**SOURCE DATA:**

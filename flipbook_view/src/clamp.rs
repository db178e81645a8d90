// Copyright 2025 the Flipbook Authors
// SPDX-License-Identifier: Apache-2.0 OR MIT

use kurbo::{Size, Vec2};

/// Clamps a pan offset so scaled content never exposes area past its edges.
///
/// Content of size `content` is laid out centered in a viewport of size
/// `viewport`, then scaled by `zoom` about its top-left corner and shifted by
/// `pan`. Along each axis the allowed range is
///
/// ```text
/// min = viewport/2 - content*zoom + content/2
/// max = content/2 - viewport/2
/// ```
///
/// When the scaled content is smaller than the viewport on an axis
/// (`min > max`), the range collapses to `0` on that axis so the content
/// stays centered instead of floating freely.
///
/// The result is idempotent: clamping an already clamped offset returns it
/// unchanged.
#[must_use]
pub fn clamp_pan(pan: Vec2, viewport: Size, content: Size, zoom: f64) -> Vec2 {
    Vec2::new(
        clamp_axis(pan.x, viewport.width, content.width, zoom),
        clamp_axis(pan.y, viewport.height, content.height, zoom),
    )
}

/// The `(min, max)` pan range along one axis, or `None` when it collapses.
#[must_use]
pub fn pan_range(viewport: f64, content: f64, zoom: f64) -> Option<(f64, f64)> {
    let scaled = content * zoom;
    let min = viewport / 2.0 - scaled + content / 2.0;
    let max = content / 2.0 - viewport / 2.0;
    (min <= max).then_some((min, max))
}

fn clamp_axis(value: f64, viewport: f64, content: f64, zoom: f64) -> f64 {
    match pan_range(viewport, content, zoom) {
        Some((min, max)) => value.clamp(min, max),
        None => 0.0,
    }
}

#[cfg(test)]
mod tests {
    use kurbo::{Size, Vec2};

    use super::{clamp_pan, pan_range};

    #[test]
    fn small_content_is_centered() {
        let viewport = Size::new(1000.0, 800.0);
        let content = Size::new(600.0, 400.0);
        let pan = clamp_pan(Vec2::new(250.0, -90.0), viewport, content, 1.0);
        assert_eq!(pan, Vec2::ZERO);
    }

    #[test]
    fn zoomed_content_can_be_panned_within_range() {
        let viewport = Size::new(1000.0, 800.0);
        let content = Size::new(1000.0, 800.0);
        // At 2x the scaled content is 2000 wide: min = 500 - 2000 + 500 = -1000, max = 0.
        assert_eq!(pan_range(1000.0, 1000.0, 2.0), Some((-1000.0, 0.0)));
        let pan = clamp_pan(Vec2::new(-400.0, 50.0), viewport, content, 2.0);
        assert_eq!(pan, Vec2::new(-400.0, 0.0));
        let pan = clamp_pan(Vec2::new(-5000.0, -5000.0), viewport, content, 2.0);
        assert_eq!(pan, Vec2::new(-1000.0, -800.0));
    }

    #[test]
    fn exact_fit_collapses_to_a_point() {
        assert_eq!(pan_range(500.0, 500.0, 1.0), Some((0.0, 0.0)));
    }
}
// Copyright 2025 the Flipbook Authors
// SPDX-License-Identifier: Apache-2.0 OR MIT

//! Pan drag capture.
//!
//! ## Usage
//!
//! 1) Capture with [`PanDrag::start`], passing the pointer position and the
//!    pan offset at that moment.
//! 2) On each move, [`PanDrag::pan_at`] returns the unclamped pan for the new
//!    pointer position (start pan plus total pointer offset).
//! 3) Release with [`PanDrag::end`] on pointer-up or pointer-leave.
//!
//! ```
//! use kurbo::{Point, Vec2};
//! use flipbook_view::PanDrag;
//!
//! let mut drag = PanDrag::default();
//! drag.start(Point::new(10.0, 20.0), Vec2::new(-100.0, 0.0));
//! assert!(drag.is_dragging());
//!
//! let pan = drag.pan_at(Point::new(15.0, 25.0)).unwrap();
//! assert_eq!(pan, Vec2::new(-95.0, 5.0));
//!
//! drag.end();
//! assert!(drag.pan_at(Point::new(0.0, 0.0)).is_none());
//! ```

use kurbo::{Point, Vec2};

/// Two-state drag gesture: idle or captured.
#[derive(Debug, Clone, Default, Copy)]
pub struct PanDrag {
    /// Pointer position and pan offset captured at pointer-down.
    pub origin: Option<(Point, Vec2)>,
}

impl PanDrag {
    /// Capture the pointer at `pointer` with the current `pan`.
    pub fn start(&mut self, pointer: Point, pan: Vec2) {
        self.origin = Some((pointer, pan));
    }

    /// Pan offset implied by moving the captured pointer to `pointer`.
    ///
    /// Computed from the total offset since capture, not from incremental
    /// deltas, so dropped move events cannot accumulate error.
    #[must_use]
    pub fn pan_at(&self, pointer: Point) -> Option<Vec2> {
        self.origin
            .map(|(start_pointer, start_pan)| start_pan + (pointer - start_pointer))
    }

    /// Release the capture.
    pub fn end(&mut self) {
        self.origin = None;
    }

    /// Returns `true` while captured.
    #[must_use]
    pub fn is_dragging(&self) -> bool {
        self.origin.is_some()
    }
}
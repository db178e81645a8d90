// Copyright 2025 the Flipbook Authors
// SPDX-License-Identifier: Apache-2.0 OR MIT

use alloc::collections::BTreeSet;
use alloc::string::String;
use alloc::vec::Vec;

use crate::page::{Page, PageKind, PageNumber};

/// One row of the article table of contents.
#[derive(Clone, Debug, PartialEq, Eq)]
#[cfg_attr(feature = "serde", derive(serde::Serialize, serde::Deserialize))]
pub struct ArticleIndexEntry {
    /// Page the article starts on.
    pub number: PageNumber,
    /// Article headline.
    pub title: String,
}

/// Builds the table of contents from `pages`.
///
/// One entry per distinct, non-empty title among [`PageKind::Article`] pages,
/// keeping the lowest page number for each title, ordered by page number.
#[must_use]
pub fn article_index(pages: &[Page]) -> Vec<ArticleIndexEntry> {
    let mut candidates: Vec<&Page> = pages
        .iter()
        .filter(|p| p.kind == PageKind::Article)
        .filter(|p| p.title.as_deref().is_some_and(|t| !t.is_empty()))
        .collect();
    candidates.sort_by_key(|p| p.number);

    let mut seen = BTreeSet::new();
    let mut out = Vec::new();
    for page in candidates {
        let Some(title) = page.title.as_deref() else {
            continue;
        };
        if seen.insert(title) {
            out.push(ArticleIndexEntry {
                number: page.number,
                title: title.into(),
            });
        }
    }
    out
}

**WORK INSTRUCTIONS:** Show the lines above with "captured".

**THE ANSWER:**
/// Two-state drag gesture: idle or captured.
    /// Pointer position and pan offset captured at pointer-down.
    /// Pan offset implied by moving the captured pointer to `pointer`.
    /// Returns `true` while captured.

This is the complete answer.